Sustentei o olhar de Eldrik, contendo a vontade de sorrir.
— Não. Agradeço.
A compreensão o atingiu como um golpe tardio.
— Maelis… vejo que interpretei mal a situação.
Inclinei levemente a cabeça.
— Acontece.
— Ainda assim, espero que mantenha Altheria fora das nossas divergências.
— Se depender de mim, isso já está resolvido.
Ele assentiu.
— Bom dia.
— Bom dia — respondeu Ian.
Esperei a porta se fechar. Não imediatamente. Esperei o tempo exato para o corredor engolir os passos dele, o som ritualístico da dignidade ferida sendo recomposta. Só então soltei o ar preso nos pulmões.
— Então… obrigada pelo teatro.
Ian arqueou uma sobrancelha enquanto servia o café com naturalidade quase ofensiva.
— Teatro? Achei que fosse só improviso.
Um canto da minha boca cedeu.
— Você apareceu no pior momento possível, da pior forma possível, com a pior desculpa possível… e ainda assim conseguiu melhorar a manhã.
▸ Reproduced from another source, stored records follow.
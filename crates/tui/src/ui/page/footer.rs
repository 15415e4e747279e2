use ratatui::{
    style::{Modifier, Style},
    text::Span,
};

use super::{
    PageContext, TOP_ANCHOR,
    builder::{Align, SectionBuilder},
};
use crate::ui::{
    icons::Icon,
    projection::{into_nodes, project},
    theme::theme_helpers as th,
};

const CONTACT_EMAIL: &str = "saimahmadpervaiz@gmail.com";
const PITCH: &str = "Let's build the future of your brand today. Available for internships and collaborations.";
const LOCATION: &str = "Lahore, Punjab, Pakistan";
const SOCIAL: [(Icon, &str); 3] = [
    (Icon::Linkedin, "https://linkedin.com"),
    (Icon::Mail, "mailto:saimahmadpervaiz@gmail.com"),
    (Icon::Github, "https://github.com"),
];

pub(super) fn render(ctx: &PageContext<'_>) -> SectionBuilder {
    let theme = ctx.theme;
    let divider = Style::default().fg(theme.roles().divider);
    let mut section = SectionBuilder::new(ctx.frame());
    section.divider(divider);
    section.blank(1);

    section.buttons(
        vec![(
            Span::styled(
                format!("{} SAIM AHMAD", Icon::Bot.glyph()),
                theme.accent_emphasis_style(),
            ),
            Some(TOP_ANCHOR.to_string()),
        )],
        0,
        Align::Left,
    );
    section.paragraph(PITCH, theme.text_muted_style(), 60, Align::Left);
    section.blank(1);
    let mut social = Vec::with_capacity(SOCIAL.len() * 3);
    for (index, (icon, target)) in SOCIAL.iter().enumerate() {
        if index > 0 {
            social.push(Span::raw("   "));
        }
        social.push(Span::styled(format!("[{}]", icon.glyph()), theme.accent_primary_style()));
        social.push(Span::styled(format!(" {target}"), theme.text_muted_style()));
    }
    section.row(social, Align::Left);
    section.blank(1);

    section.row(vec![Span::styled("Navigation", theme.heading_style())], Align::Left);
    let links = into_nodes(project(&ctx.catalog.nav_items, |item| {
        (
            Span::styled(format!("{} {}", Icon::ChevronRight.glyph(), item.label), th::link_style(theme, false)),
            Some(item.href.clone()),
        )
    }));
    for link in links {
        section.buttons(vec![link], 0, Align::Left);
    }
    section.blank(1);

    section.row(vec![Span::styled("Say Hello", theme.heading_style())], Align::Left);
    section.row(vec![Span::styled(LOCATION, theme.text_muted_style())], Align::Left);
    section.row(
        vec![Span::styled(CONTACT_EMAIL, theme.accent_emphasis_style().add_modifier(Modifier::UNDERLINED))],
        Align::Left,
    );
    section.blank(1);

    section.divider(divider);
    section.row(
        vec![Span::styled(
            format!("© {} Saim Ahmad. All rights reserved.", ctx.year),
            theme.text_muted_style(),
        )],
        Align::Left,
    );
    section.buttons(
        vec![
            (Span::styled("Terms of Service", th::link_style(theme, false)), Some(TOP_ANCHOR.to_string())),
            (Span::styled("Privacy Policy", th::link_style(theme, false)), Some(TOP_ANCHOR.to_string())),
        ],
        4,
        Align::Left,
    );
    // Room for the floating chat button.
    section.blank(3);
    section
}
Isso exige talento.
— Prefiro chamar de charme — disse, empurrando uma xícara na minha direção. — Mas aceito o crédito pela sorte também.
Peguei a xícara. O aroma era bom. Café de verdade.
— Alexandra ficou apavorada.
— Notei. Ela quase pediu desculpa por respirar.
Bebi um gole. Quente. Reconfortante.
— Eldrik achou que eu estava usando você.
— Deu para notar.
— E você não parece incomodado.
Ian deu de ombros.
— Quando alguém projeta as próprias jogadas nos outros, facilita prever o próximo movimento.
Ri baixo.
— Lembre-me de nunca me tornar sua inimiga.
Observei-o por um instante além do necessário. Sem armadura, sem títulos visíveis… apenas humano.
Mas chega de jogos.
Sentei-me ao lado dele.
— Certo. Já rimos. Já desmontamos o príncipe. Agora diga: o que você realmente queria comigo?
Ele me avaliou sem pressa.
— Direta. Gosto disso.
— Ian, eu não sou estúpida. A dança no baile foi ótima, mas sei que você não veio aqui só por café.
— Verdade. Mas também não vim apenas pelo motivo que você está esperando.
— Então não enrole.
Um sorriso torto surgiu.
— Hoje, eu só queria conversar com você.
Esperei. Ele não completou.
— Só isso?
— Só isso. Você foi a pessoa mais interessante do baile, de longe.
— Eu estava atuando.
— Isso ficou claro.
Desviei o olhar por um instante.
— E você? Quem é quando não está fingindo ser o Guardião?
Ele demorou.
— Alguém que sobreviveu. E que ainda está aprendendo a viver depois disso.
Não era ensaiado.
— Já teve alguém?
No instante em que perguntei, senti.
A mana do ambiente estremeceu. Não explodiu. Apenas vibrou, como uma corda tensa tocada de leve demais.
Franzi o cenho.
— Ian…?
Ele fechou os olhos por um segundo. Quando os abriu, a vibração cessara.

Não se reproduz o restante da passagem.